◆ **YOUR TASK**: The line containing "typed channel event." marks the end: restate word for word every line from the first line of the entries below through that one.

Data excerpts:
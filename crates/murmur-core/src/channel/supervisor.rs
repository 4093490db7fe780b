//! Connection supervisor task.

use std::future::Future;
use std::pin::Pin;
use std::sync::Arc;

use tokio::sync::{mpsc, watch};
use tokio::time::{sleep, timeout, Sleep};

use super::{
    channel_url, ChannelKind, ConnectionState, Connector, Frame, ReconnectPolicy, Socket,
    SupervisorEvent, TransportError, ABNORMAL_CLOSE, NORMAL_CLOSE,
};
use crate::auth::CredentialProvider;
use crate::events::EventError;

type OpenFuture<S> = Pin<Box<dyn Future<Output = Result<S, TransportError>> + Send>>;

/// Turns one text frame into a typed channel event.
pub type Decoder<E> = fn(&str) -> Result<E, EventError>;

#[derive(Debug)]
enum Command {
    Connect,
    Disconnect,
    Send(String),
    Visible,
    Shutdown,
}

/// Command side of a running supervisor. Cheap to clone.
#[derive(Debug, Clone)]
pub struct SupervisorHandle {
    kind: ChannelKind,
    commands: mpsc::UnboundedSender<Command>,
    state: watch::Receiver<ConnectionState>,
}

impl SupervisorHandle {
    pub const fn kind(&self) -> ChannelKind {
        self.kind
    }

    /// Open the channel unless it is already open or opening.
    pub fn connect(&self) {
        self.command(Command::Connect);
    }

    /// Cancel any pending reconnect and close the socket. Safe to repeat.
    pub fn disconnect(&self) {
        self.command(Command::Disconnect);
    }

    /// Send one text frame. Dropped when the channel is not connected.
    pub fn send(&self, text: impl Into<String>) {
        self.command(Command::Send(text.into()));
    }

    /// The hosting view became visible again; reopen if the socket was lost.
    pub fn page_visible(&self) {
        self.command(Command::Visible);
    }

    /// Disconnect and stop the supervisor task.
    pub fn shutdown(&self) {
        self.command(Command::Shutdown);
    }

    pub fn state(&self) -> ConnectionState {
        *self.state.borrow()
    }

    pub fn subscribe_state(&self) -> watch::Receiver<ConnectionState> {
        self.state.clone()
    }

    fn command(&self, command: Command) {
        if self.commands.send(command).is_err() {
            tracing::debug!(channel = %self.kind, "Supervisor already stopped");
        }
    }
}

/// Start a supervisor task for `kind`.
///
/// The channel stays idle until [`SupervisorHandle::connect`] is called. The
/// task stops on [`SupervisorHandle::shutdown`] or once every handle is
/// dropped.
pub fn spawn_supervisor<C, P, E>(
    kind: ChannelKind,
    ws_base_url: String,
    connector: Arc<C>,
    credentials: Arc<P>,
    policy: ReconnectPolicy,
    decode: Decoder<E>,
) -> (SupervisorHandle, mpsc::UnboundedReceiver<SupervisorEvent<E>>)
where
    C: Connector,
    P: CredentialProvider,
    E: Send + 'static,
{
    let (command_tx, command_rx) = mpsc::unbounded_channel();
    let (event_tx, event_rx) = mpsc::unbounded_channel();
    let (state_tx, state_rx) = watch::channel(ConnectionState::Idle);

    let supervisor = Supervisor {
        kind,
        ws_base_url,
        connector,
        credentials,
        policy,
        decode,
        events: event_tx,
        state: state_tx,
        socket: None,
        opening: None,
        reconnect: None,
    };
    tokio::spawn(supervisor.run(command_rx));

    let handle = SupervisorHandle {
        kind,
        commands: command_tx,
        state: state_rx,
    };
    (handle, event_rx)
}

struct Supervisor<C: Connector, P, E> {
    kind: ChannelKind,
    ws_base_url: String,
    connector: Arc<C>,
    credentials: Arc<P>,
    policy: ReconnectPolicy,
    decode: Decoder<E>,
    events: mpsc::UnboundedSender<SupervisorEvent<E>>,
    state: watch::Sender<ConnectionState>,
    socket: Option<C::Socket>,
    opening: Option<OpenFuture<C::Socket>>,
    reconnect: Option<Pin<Box<Sleep>>>,
}

impl<C, P, E> Supervisor<C, P, E>
where
    C: Connector,
    P: CredentialProvider,
    E: Send + 'static,
{
    async fn run(mut self, mut commands: mpsc::UnboundedReceiver<Command>) {
        loop {
            tokio::select! {
                command = commands.recv() => match command {
                    Some(Command::Shutdown) | None => {
                        self.disconnect().await;
                        break;
                    }
                    Some(command) => self.handle_command(command).await,
                },
                result = open_progress(&mut self.opening) => self.on_open_result(result),
                frame = next_frame(&mut self.socket) => self.on_frame(frame),
                () = reconnect_due(&mut self.reconnect) => {
                    self.reconnect = None;
                    tracing::debug!(channel = %self.kind, "Reconnect timer fired");
                    self.connect();
                }
            }
        }
        tracing::debug!(channel = %self.kind, "Supervisor stopped");
    }

    async fn handle_command(&mut self, command: Command) {
        match command {
            Command::Connect => self.connect(),
            Command::Disconnect => self.disconnect().await,
            Command::Send(text) => self.send(text).await,
            Command::Visible => {
                if self.socket.is_none() && self.opening.is_none() {
                    tracing::info!(channel = %self.kind, "Channel lost while hidden, reconnecting");
                    self.connect();
                }
            }
            Command::Shutdown => self.disconnect().await,
        }
    }

    fn connect(&mut self) {
        if self.socket.is_some() || self.opening.is_some() {
            tracing::debug!(channel = %self.kind, "Channel already open or opening");
            return;
        }
        if !self.credentials.is_authenticated() {
            tracing::debug!(channel = %self.kind, "Not authenticated, staying idle");
            self.reconnect = None;
            self.set_state(ConnectionState::Idle);
            return;
        }

        self.reconnect = None;
        let connector = Arc::clone(&self.connector);
        let credentials = Arc::clone(&self.credentials);
        let ws_base_url = self.ws_base_url.clone();
        let kind = self.kind;
        let open_timeout = self.policy.open_timeout;
        self.opening = Some(Box::pin(async move {
            let open = async {
                let token = credentials.access_token().await?;
                connector.open(&channel_url(&ws_base_url, kind, &token)).await
            };
            timeout(open_timeout, open)
                .await
                .unwrap_or(Err(TransportError::TimedOut(open_timeout)))
        }));
        self.set_state(ConnectionState::Connecting);
    }

    async fn disconnect(&mut self) {
        self.reconnect = None;
        self.opening = None;
        if let Some(mut socket) = self.socket.take() {
            if let Err(error) = socket.close(NORMAL_CLOSE, "client disconnect").await {
                tracing::debug!(channel = %self.kind, "Error while closing socket: {}", error);
            }
        }
        self.set_state(ConnectionState::Idle);
    }

    async fn send(&mut self, text: String) {
        let Some(socket) = self.socket.as_mut() else {
            tracing::debug!(channel = %self.kind, "Dropping outbound frame, channel not connected");
            return;
        };
        if let Err(error) = socket.send_text(text).await {
            tracing::warn!(channel = %self.kind, "Failed to send frame: {}", error);
            self.socket = None;
            self.schedule_reconnect();
        }
    }

    fn on_open_result(&mut self, result: Result<C::Socket, TransportError>) {
        self.opening = None;
        match result {
            Ok(socket) => {
                self.socket = Some(socket);
                self.reconnect = None;
                tracing::info!(channel = %self.kind, "Channel connected");
                self.set_state(ConnectionState::Connected);
            }
            Err(error) => {
                tracing::warn!(channel = %self.kind, "Failed to open channel: {}", error);
                self.schedule_reconnect();
            }
        }
    }

    fn on_frame(&mut self, frame: Option<Result<Frame, TransportError>>) {
        match frame {
            Some(Ok(Frame::Text(text))) => self.dispatch(&text),
            Some(Ok(Frame::Close(code))) => self.on_closed(code.unwrap_or(ABNORMAL_CLOSE)),
            Some(Err(error)) => {
                tracing::warn!(channel = %self.kind, "Channel error: {}", error);
                self.on_closed(ABNORMAL_CLOSE);
            }
            None => self.on_closed(ABNORMAL_CLOSE),
        }
    }

    fn dispatch(&self, text: &str) {
        match (self.decode)(text) {
            Ok(event) => {
                if self.events.send(SupervisorEvent::Event(event)).is_err() {
                    tracing::debug!(channel = %self.kind, "No listener for channel events");
                }
            }
            Err(error) => {
                tracing::warn!(channel = %self.kind, "Dropping frame: {}", error);
            }
        }
    }

    fn on_closed(&mut self, code: u16) {
        self.socket = None;
        tracing::info!(channel = %self.kind, code, "Channel closed");
        if code == NORMAL_CLOSE {
            self.set_state(ConnectionState::Idle);
        } else {
            self.schedule_reconnect();
        }
    }

    /// Arm the reconnect timer unless one is already pending.
    fn schedule_reconnect(&mut self) {
        if !self.credentials.is_authenticated() {
            tracing::debug!(channel = %self.kind, "Not authenticated, not reconnecting");
            self.set_state(ConnectionState::Idle);
            return;
        }
        if self.reconnect.is_none() {
            tracing::info!(
                channel = %self.kind,
                delay_ms = u64::try_from(self.policy.delay.as_millis()).unwrap_or(u64::MAX),
                "Scheduling reconnect"
            );
            self.reconnect = Some(Box::pin(sleep(self.policy.delay)));
        }
        self.set_state(ConnectionState::Reconnecting);
    }

    fn set_state(&self, state: ConnectionState) {
        if *self.state.borrow() == state {
            return;
        }
        self.state.send_replace(state);
        if self.events.send(SupervisorEvent::State(state)).is_err() {
            tracing::debug!(channel = %self.kind, "No listener for channel state");
        }
    }
}

async fn open_progress<S>(opening: &mut Option<OpenFuture<S>>) -> Result<S, TransportError> {
    match opening {
        Some(future) => future.as_mut().await,
        None => std::future::pending().await,
    }
}

async fn next_frame<S: Socket>(socket: &mut Option<S>) -> Option<Result<Frame, TransportError>> {
    match socket {
        Some(socket) => socket.next_frame().await,
        None => std::future::pending().await,
    }
}

async fn reconnect_due(timer: &mut Option<Pin<Box<Sleep>>>) {
    match timer {
        Some(timer) => timer.as_mut().await,
        None => std::future::pending().await,
    }
}
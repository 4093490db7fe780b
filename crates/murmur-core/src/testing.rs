//! In-process fakes for the network seams.

use std::collections::VecDeque;
use std::sync::atomic::{AtomicBool, AtomicUsize, Ordering};
use std::sync::{Arc, Mutex};
use std::time::Duration;

use tokio::io::{AsyncReadExt, AsyncWriteExt};
use tokio::net::{TcpListener, TcpStream};
use tokio::sync::mpsc;

use crate::api::{ApiError, ApiResult, ChatApi, MarkReadResponse};
use crate::auth::{AuthError, AuthResult, CredentialProvider};
use crate::channel::{ConnectionState, Connector, Frame, Socket, SupervisorEvent, TransportError};
use crate::models::{
    ConversationRecord, ConversationSnapshot, MessagePage, MessageRecord, NotificationId,
    NotificationRecord, ThreadId,
};

/// Let every runnable task reach its next await point.
pub async fn settle() {
    tokio::time::sleep(Duration::from_millis(1)).await;
}

/// Next state transition reported by a supervisor, skipping events.
pub async fn next_state<E>(
    events: &mut mpsc::UnboundedReceiver<SupervisorEvent<E>>,
) -> ConnectionState {
    loop {
        match events.recv().await {
            Some(SupervisorEvent::State(state)) => return state,
            Some(SupervisorEvent::Event(_)) => {}
            None => panic!("supervisor stopped"),
        }
    }
}

/// Next decoded event reported by a supervisor, skipping state changes.
pub async fn next_event<E>(events: &mut mpsc::UnboundedReceiver<SupervisorEvent<E>>) -> E {
    loop {
        match events.recv().await {
            Some(SupervisorEvent::Event(event)) => return event,
            Some(SupervisorEvent::State(_)) => {}
            None => panic!("supervisor stopped"),
        }
    }
}

/// Local HTTP server answering every request with `status` and a JSON
/// error body. Returns its base URL.
pub async fn http_status_server(status: u16) -> String {
    let listener = TcpListener::bind("127.0.0.1:0").await.unwrap();
    let address = listener.local_addr().unwrap();
    tokio::spawn(async move {
        while let Ok((mut stream, _)) = listener.accept().await {
            tokio::spawn(async move {
                read_request(&mut stream).await;
                let body = r#"{"detail": "unavailable"}"#;
                let response = format!(
                    "HTTP/1.1 {status} Status\r\nContent-Type: application/json\r\nContent-Length: {}\r\nConnection: close\r\n\r\n{body}",
                    body.len()
                );
                let _ = stream.write_all(response.as_bytes()).await;
                let _ = stream.shutdown().await;
            });
        }
    });
    format!("http://{address}")
}

/// Read one request, headers and body, so the reply is not sent early.
async fn read_request(stream: &mut TcpStream) {
    let mut buffer = Vec::new();
    let mut chunk = [0_u8; 1024];
    loop {
        match stream.read(&mut chunk).await {
            Ok(0) | Err(_) => return,
            Ok(read) => buffer.extend_from_slice(&chunk[..read]),
        }
        let Some(header_end) = buffer.windows(4).position(|window| window == b"\r\n\r\n") else {
            continue;
        };
        let headers = String::from_utf8_lossy(&buffer[..header_end]).to_ascii_lowercase();
        let body_len = headers
            .lines()
            .find_map(|line| line.strip_prefix("content-length:"))
            .and_then(|value| value.trim().parse::<usize>().ok())
            .unwrap_or(0);
        if buffer.len() >= header_end + 4 + body_len {
            return;
        }
    }
}

pub struct FakeCredentials {
    authenticated: AtomicBool,
    token: String,
}

impl FakeCredentials {
    pub fn signed_in() -> Self {
        Self {
            authenticated: AtomicBool::new(true),
            token: "test-token".to_string(),
        }
    }

    pub fn signed_out() -> Self {
        Self {
            authenticated: AtomicBool::new(false),
            token: String::new(),
        }
    }

    pub fn set_authenticated(&self, value: bool) {
        self.authenticated.store(value, Ordering::SeqCst);
    }
}

impl CredentialProvider for FakeCredentials {
    async fn access_token(&self) -> AuthResult<String> {
        if self.is_authenticated() {
            Ok(self.token.clone())
        } else {
            Err(AuthError::NotSignedIn)
        }
    }

    fn is_authenticated(&self) -> bool {
        self.authenticated.load(Ordering::SeqCst)
    }

    async fn sign_out(&self) -> AuthResult<()> {
        self.set_authenticated(false);
        Ok(())
    }
}

/// Server side of one fake socket.
#[derive(Clone)]
pub struct FakeRemote {
    to_client: mpsc::UnboundedSender<Frame>,
    from_client: Arc<Mutex<mpsc::UnboundedReceiver<String>>>,
    sent: Arc<Mutex<Vec<String>>>,
    closed_with: Arc<Mutex<Option<u16>>>,
}

impl FakeRemote {
    pub fn push_text(&self, text: &str) {
        self.to_client.send(Frame::Text(text.to_string())).unwrap();
    }

    pub fn close(&self, code: Option<u16>) {
        self.to_client.send(Frame::Close(code)).unwrap();
    }

    /// Every frame the client has sent so far.
    pub fn sent(&self) -> Vec<String> {
        let mut receiver = self.from_client.lock().unwrap();
        let mut sent = self.sent.lock().unwrap();
        while let Ok(text) = receiver.try_recv() {
            sent.push(text);
        }
        sent.clone()
    }

    /// Close code the client used, if it closed the socket.
    pub fn closed_with(&self) -> Option<u16> {
        *self.closed_with.lock().unwrap()
    }
}

pub struct FakeSocket {
    inbound: mpsc::UnboundedReceiver<Frame>,
    outbound: mpsc::UnboundedSender<String>,
    closed_with: Arc<Mutex<Option<u16>>>,
}

impl Socket for FakeSocket {
    async fn next_frame(&mut self) -> Option<Result<Frame, TransportError>> {
        self.inbound.recv().await.map(Ok)
    }

    async fn send_text(&mut self, text: String) -> Result<(), TransportError> {
        self.outbound.send(text).map_err(|_| TransportError::Closed)
    }

    async fn close(&mut self, code: u16, _reason: &str) -> Result<(), TransportError> {
        *self.closed_with.lock().unwrap() = Some(code);
        Ok(())
    }
}

#[derive(Default)]
struct ConnectorState {
    attempts: usize,
    fail_next: usize,
    hang_next: usize,
    urls: Vec<String>,
    remotes: Vec<FakeRemote>,
}

/// Connector whose sockets are driven from the test through [`FakeRemote`].
#[derive(Clone, Default)]
pub struct FakeConnector {
    state: Arc<Mutex<ConnectorState>>,
}

impl FakeConnector {
    /// Make the next `count` opens fail.
    pub fn fail_next(&self, count: usize) {
        self.state.lock().unwrap().fail_next = count;
    }

    /// Make the next `count` opens never complete.
    pub fn hang_next(&self, count: usize) {
        self.state.lock().unwrap().hang_next = count;
    }

    pub fn attempts(&self) -> usize {
        self.state.lock().unwrap().attempts
    }

    /// Sockets successfully opened so far.
    pub fn opened(&self) -> usize {
        self.state.lock().unwrap().remotes.len()
    }

    pub fn urls(&self) -> Vec<String> {
        self.state.lock().unwrap().urls.clone()
    }

    pub fn remote(&self, index: usize) -> FakeRemote {
        self.state.lock().unwrap().remotes[index].clone()
    }

    /// Most recent socket whose URL contains `fragment`.
    pub fn remote_for(&self, fragment: &str) -> FakeRemote {
        let state = self.state.lock().unwrap();
        let index = state
            .urls
            .iter()
            .rposition(|url| url.contains(fragment))
            .unwrap_or_else(|| panic!("no socket opened for {fragment}"));
        state.remotes[index].clone()
    }

    /// Sockets opened whose URL contains `fragment`.
    pub fn opened_for(&self, fragment: &str) -> usize {
        self.state
            .lock()
            .unwrap()
            .urls
            .iter()
            .filter(|url| url.contains(fragment))
            .count()
    }
}

impl FakeConnector {
    /// Count an open attempt; true when it should hang.
    fn begin_attempt(&self) -> bool {
        let mut state = self.state.lock().unwrap();
        state.attempts += 1;
        if state.hang_next > 0 {
            state.hang_next -= 1;
            return true;
        }
        false
    }
}

impl Connector for FakeConnector {
    type Socket = FakeSocket;

    async fn open(&self, url: &str) -> Result<FakeSocket, TransportError> {
        if self.begin_attempt() {
            return std::future::pending().await;
        }

        let mut state = self.state.lock().unwrap();
        if state.fail_next > 0 {
            state.fail_next -= 1;
            return Err(TransportError::WebSocket("connection refused".to_string()));
        }

        let (to_client, inbound) = mpsc::unbounded_channel();
        let (outbound, from_client) = mpsc::unbounded_channel();
        let closed_with = Arc::new(Mutex::new(None));
        state.urls.push(url.to_string());
        state.remotes.push(FakeRemote {
            to_client,
            from_client: Arc::new(Mutex::new(from_client)),
            sent: Arc::new(Mutex::new(Vec::new())),
            closed_with: Arc::clone(&closed_with),
        });
        Ok(FakeSocket {
            inbound,
            outbound,
            closed_with,
        })
    }
}

/// Scripted REST backend.
#[derive(Default)]
pub struct FakeApi {
    conversations: Mutex<Vec<ConversationRecord>>,
    threads: Mutex<Vec<(ThreadId, Vec<MessageRecord>)>>,
    notifications: Mutex<Vec<NotificationRecord>>,
    mark_read_results: Mutex<VecDeque<ApiResult<MarkReadResponse>>>,
    fetch_delay: Mutex<Option<Duration>>,
    calls: Mutex<Vec<String>>,
    conversation_fetches: AtomicUsize,
}

impl FakeApi {
    pub fn set_conversations(&self, conversations: Vec<ConversationRecord>) {
        *self.conversations.lock().unwrap() = conversations;
    }

    pub fn set_thread(&self, thread_id: ThreadId, messages: Vec<MessageRecord>) {
        let mut threads = self.threads.lock().unwrap();
        threads.retain(|(id, _)| *id != thread_id);
        threads.push((thread_id, messages));
    }

    pub fn set_notifications(&self, notifications: Vec<NotificationRecord>) {
        *self.notifications.lock().unwrap() = notifications;
    }

    /// Queue the result of the next mark-read call. Unqueued calls report
    /// zero messages marked.
    pub fn push_mark_read(&self, result: ApiResult<MarkReadResponse>) {
        self.mark_read_results.lock().unwrap().push_back(result);
    }

    /// Delay every message page fetch.
    pub fn set_fetch_delay(&self, delay: Duration) {
        *self.fetch_delay.lock().unwrap() = Some(delay);
    }

    /// Calls made so far, as `name:arg` strings.
    pub fn calls(&self) -> Vec<String> {
        self.calls.lock().unwrap().clone()
    }

    pub fn calls_named(&self, prefix: &str) -> Vec<String> {
        self.calls()
            .into_iter()
            .filter(|call| call.starts_with(prefix))
            .collect()
    }

    pub fn conversation_fetches(&self) -> usize {
        self.conversation_fetches.load(Ordering::SeqCst)
    }

    fn record(&self, call: String) {
        self.calls.lock().unwrap().push(call);
    }
}

impl ChatApi for FakeApi {
    async fn fetch_conversations(&self) -> ApiResult<ConversationSnapshot> {
        self.record("fetch_conversations".to_string());
        self.conversation_fetches.fetch_add(1, Ordering::SeqCst);
        Ok(ConversationSnapshot {
            conversations: self.conversations.lock().unwrap().clone(),
            errors: Vec::new(),
        })
    }

    async fn fetch_messages(
        &self,
        thread_id: ThreadId,
        offset: usize,
        limit: usize,
    ) -> ApiResult<MessagePage> {
        self.record(format!("fetch_messages:{thread_id}:{offset}"));
        let delay = *self.fetch_delay.lock().unwrap();
        if let Some(delay) = delay {
            tokio::time::sleep(delay).await;
        }
        let threads = self.threads.lock().unwrap();
        let Some((_, messages)) = threads.iter().find(|(id, _)| *id == thread_id) else {
            return Err(ApiError::Api("Not found. (404)".to_string()));
        };
        let results = messages.iter().skip(offset).take(limit).cloned().collect();
        Ok(MessagePage {
            count: messages.len(),
            next: None,
            previous: None,
            results,
        })
    }

    async fn mark_thread_read(&self, thread_id: ThreadId) -> ApiResult<MarkReadResponse> {
        self.record(format!("mark_thread_read:{thread_id}"));
        self.mark_read_results
            .lock()
            .unwrap()
            .pop_front()
            .unwrap_or_else(|| {
                Ok(MarkReadResponse {
                    status: "success".to_string(),
                    thread_id: Some(thread_id),
                    ..MarkReadResponse::default()
                })
            })
    }

    async fn fetch_notifications(&self) -> ApiResult<Vec<NotificationRecord>> {
        self.record("fetch_notifications".to_string());
        Ok(self.notifications.lock().unwrap().clone())
    }

    async fn mark_all_notifications_read(&self) -> ApiResult<()> {
        self.record("mark_all_notifications_read".to_string());
        Ok(())
    }

    async fn mark_notification_read(&self, id: NotificationId) -> ApiResult<()> {
        self.record(format!("mark_notification_read:{id}"));
        Ok(())
    }
}

/// A message with a numeric id and text `m<id>`.
pub fn message(id: usize, is_own: bool) -> MessageRecord {
    MessageRecord {
        id: id.to_string(),
        text: format!("m{id}"),
        sent_at: format!("t{id:04}"),
        is_own,
        sender: None,
        sender_id: None,
        read_by: Vec::new(),
    }
}

pub fn messages(count: usize) -> Vec<MessageRecord> {
    (0..count).map(|id| message(id, id % 2 == 0)).collect()
}

pub fn conversation(id: ThreadId, peer_id: i64, unread_count: u32) -> ConversationRecord {
    ConversationRecord {
        id,
        peer_username: format!("peer{peer_id}"),
        peer_avatar: None,
        peer_id,
        last_message: String::new(),
        last_message_time: String::new(),
        unread_count,
        online: false,
        last_active: None,
    }
}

◆ **PROBLEM SOLUTION**:
filename crates/murmur-core/src/channel/supervisor.rs
repository 4093490db7fe780b
//! Connection supervisor task.

use std::future::Future;
use std::pin::Pin;
use std::sync::Arc;

use tokio::sync::{mpsc, watch};
use tokio::time::{sleep, timeout, Sleep};

use super::{
    channel_url, ChannelKind, ConnectionState, Connector, Frame, ReconnectPolicy, Socket,
    SupervisorEvent, TransportError, ABNORMAL_CLOSE, NORMAL_CLOSE,
};
use crate::auth::CredentialProvider;
use crate::events::EventError;

type OpenFuture<S> = Pin<Box<dyn Future<Output = Result<S, TransportError>> + Send>>;

/// Turns one text frame into a typed channel event.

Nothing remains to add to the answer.